I could’ve responded by saying “that’s not the point” but I didn’t want to be contentious. I could’ve said that no one expected director Ang Lee to use concert footage to any great degree but that the utter absence of any such footage feels curious, like a movie about a family of Normandy hotel owners grappling with the traumatic events of D-Day and not seeing a single soldier or warship or airplane. (I would’ve inserted maybe 90 seconds of concert footage in short little cuts throughout Taking Woodstock‘s third act.)
Staunton’s character has one silly-giggly Marx Bros. moment in the film when she and her husband eat four marijuana-spiked brownies. That’s a whole lot of THC for a very rigid-mannered middle-aged person who’s never turned on her life, which applies in this instance. A friend and I once chugged a chocolate milkshake mixed with a finely-ground ounce of pot, and we didn’t come down for two full days. It was like we were tripping.
Taking Woodstock producer-screenwriter James Schamus, director Ange Lee — Sunday, 5.17, 1:35 pm.
I mentioned to Martin that Elliot Tiber, the guy he portrays in Taking Woodstock, was 34 in 1969 and had led a fairly full life by that time, and yet it seems that he’s playing him younger or certainly wet behind the ears, and, as Todd McCarthy observed, that the template seems to be based upon Dustin Hoffman‘s Benjamin Braddock. Martin, an easygoing guy with a nice smile, sidestepped this one, saying mainly that he wouldn’t want to be compared to Hoffman, etc.
Hirsch and Martin were asked if they’d detected any difference so far in reactions to Taking Woodstock from older, boomer-aged viewers vs. under-30 types. They said they hadn’t. Hirsch acknowledged or noted that the Woodstock Festival doesn’t mean as much (or anything at all) to twentysomethings, and speculated that 20 or 30 years hence he might hear a similar underwhelmed reaction from younger people about, say, the election of Barack Obama.

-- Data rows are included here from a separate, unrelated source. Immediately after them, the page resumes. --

use std::collections::HashMap;
use std::future::Future;
use std::time::Duration;

use async_trait::async_trait;
use redis::aio::ConnectionManager;
use redis::{Client, IntoConnectionInfo, RedisResult, Script};

use super::{ExpiryStatus, RecordStore};
use crate::error::StoreError;
use crate::record::{decode_bool, field, Record, RecordMeta};

/// Reads a note hash and, when it is click-limited, counts the read and
/// deletes the hash once the limit is reached. Runs as one script, so no
/// other client sees the hash between the read and the delete.
///
/// Returns the (patched) flat field list, or nil when the key is absent.
const GET_AND_COUNT_LUA: &str = r#"
local key = KEYS[1]
local data = redis.call('HGETALL', key)
if #data == 0 then
    return nil
end

local limited = false
local max_clicks = 0
local count_at = nil
for i = 1, #data, 2 do
    local name = data[i]
    if name == 'limit_clicks' then
        limited = (data[i + 1] == '1' or data[i + 1] == 'true')
    elseif name == 'max_clicks' then
        max_clicks = tonumber(data[i + 1]) or 0
    elseif name == 'counted_clicks' then
        count_at = i + 1
    end
end

if not limited then
    return data
end

local count = redis.call('HINCRBY', key, 'counted_clicks', 1)
if count_at then
    data[count_at] = tostring(count)
else
    data[#data + 1] = 'counted_clicks'
    data[#data + 1] = tostring(count)
end

if count >= max_clicks then
    redis.call('DEL', key)
end

return data
"#;

/// Notes stored as Redis hashes, one key per note id.
pub struct RedisRecordStore {
    connection: ConnectionManager,
    get_and_count: Script,
    op_timeout: Duration,
}

impl RedisRecordStore {
    /// Connect to `redis_url`. `password`, when given, overrides any password
    /// in the URL. Every later call is bounded by `op_timeout`.
    pub async fn connect(
        redis_url: &str,
        password: Option<&str>,
        op_timeout: Duration,
    ) -> Result<Self, StoreError> {
        let mut info = redis_url.into_connection_info()?;
        if let Some(password) = password {
            info.redis.password = Some(password.to_string());
        }

        let client = Client::open(info)?;
        let connection = tokio::time::timeout(op_timeout, ConnectionManager::new(client))
            .await
            .map_err(|_| StoreError::Timeout(op_timeout))??;

        tracing::info!(timeout = ?op_timeout, "connected to redis record store");

        Ok(Self {
            connection,
            get_and_count: Script::new(GET_AND_COUNT_LUA),
            op_timeout,
        })
    }

    async fn run<T, F>(&self, op: &'static str, fut: F) -> Result<T, StoreError>
    where
        F: Future<Output = RedisResult<T>>,
    {
        match tokio::time::timeout(self.op_timeout, fut).await {
            Ok(result) => result.map_err(StoreError::from),
            Err(_) => {
                tracing::warn!(op, timeout = ?self.op_timeout, "redis operation timed out");
                Err(StoreError::Timeout(self.op_timeout))
            }
        }
    }
}

#[async_trait]
impl RecordStore for RedisRecordStore {
    async fn create(
        &self,
        id: &str,
        record: &Record,
        ttl: Duration,
    ) -> Result<ExpiryStatus, StoreError> {
        let mut conn = self.connection.clone();

        let mut hset = redis::cmd("HSET");
        hset.arg(id);
        for (name, value) in record.to_fields() {
            hset.arg(name).arg(value);
        }
        let _: () = self.run("HSET", hset.query_async(&mut conn)).await?;

        if ttl.is_zero() {
            return Ok(ExpiryStatus::NotRequested);
        }

        let mut expire = redis::cmd("EXPIRE");
        expire.arg(id).arg(ttl.as_secs().max(1));
        let result: Result<(), StoreError> = self.run("EXPIRE", expire.query_async(&mut conn)).await;

        match result {
            Ok(()) => Ok(ExpiryStatus::Applied),
            Err(err) => {
                tracing::warn!(id, error = %err, "note written but expiry could not be set");
                Ok(ExpiryStatus::Failed)
            }
        }
    }

    async fn get(&self, id: &str) -> Result<Option<Record>, StoreError> {
        let mut conn = self.connection.clone();
        let fields: HashMap<String, String> = self
            .run("HGETALL", redis::cmd("HGETALL").arg(id).query_async(&mut conn))
            .await?;

        Record::from_fields(id, fields)
    }

    async fn get_and_count(&self, id: &str) -> Result<Option<Record>, StoreError> {
        let mut conn = self.connection.clone();
        let invocation = self.get_and_count.key(id);
        let reply: Option<Vec<String>> = self
            .run("GET_AND_COUNT", invocation.invoke_async(&mut conn))
            .await?;

        match reply {
            Some(flat) => Record::from_flat(id, flat),
            None => Ok(None),
        }
    }

    async fn exists(&self, id: &str) -> Result<Option<RecordMeta>, StoreError> {
        let mut conn = self.connection.clone();
        let (exists, values): (i64, Vec<Option<String>>) = self
            .run(
                "EXISTS",
                redis::pipe()
                    .atomic()
                    .cmd("EXISTS")
                    .arg(id)
                    .cmd("HMGET")
                    .arg(id)
                    .arg(field::VERIFY_HASH)
                    .arg(field::VERIFY_SALT)
                    .arg(field::LIMIT_CLICKS)
                    .query_async(&mut conn),
            )
            .await?;

        if exists == 0 {
            return Ok(None);
        }

        let mut values = values.into_iter().map(Option::unwrap_or_default);
        let verify_hash = values.next().unwrap_or_default();
        let verify_salt = values.next().unwrap_or_default();
        let limit_clicks = decode_bool(&values.next().unwrap_or_default());

        Ok(Some(RecordMeta {
            verify_hash,
            verify_salt,
            limit_clicks,
        }))
    }

    async fn ping(&self) -> Result<(), StoreError> {
        let mut conn = self.connection.clone();
        let _: String = self
            .run("PING", redis::cmd("PING").query_async(&mut conn))
            .await?;
        Ok(())
    }

    fn backend(&self) -> &'static str {
        "redis"
    }
}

I asked Lee and producer-screenwriter James Schamus if either of them had turned on at all during their wayward youth — i.e., dropped acid or mescaline or peyote or even if they were at least serious potheads. Lee has never been “experienced,” they said, and I thought I heard Schamus say he hadn’t touched the stuff either. But a journalist friend told me later that Schamus had copped to a little experimentation in the old days.
Nice shades, T-shirt, etc. Attitude down pat.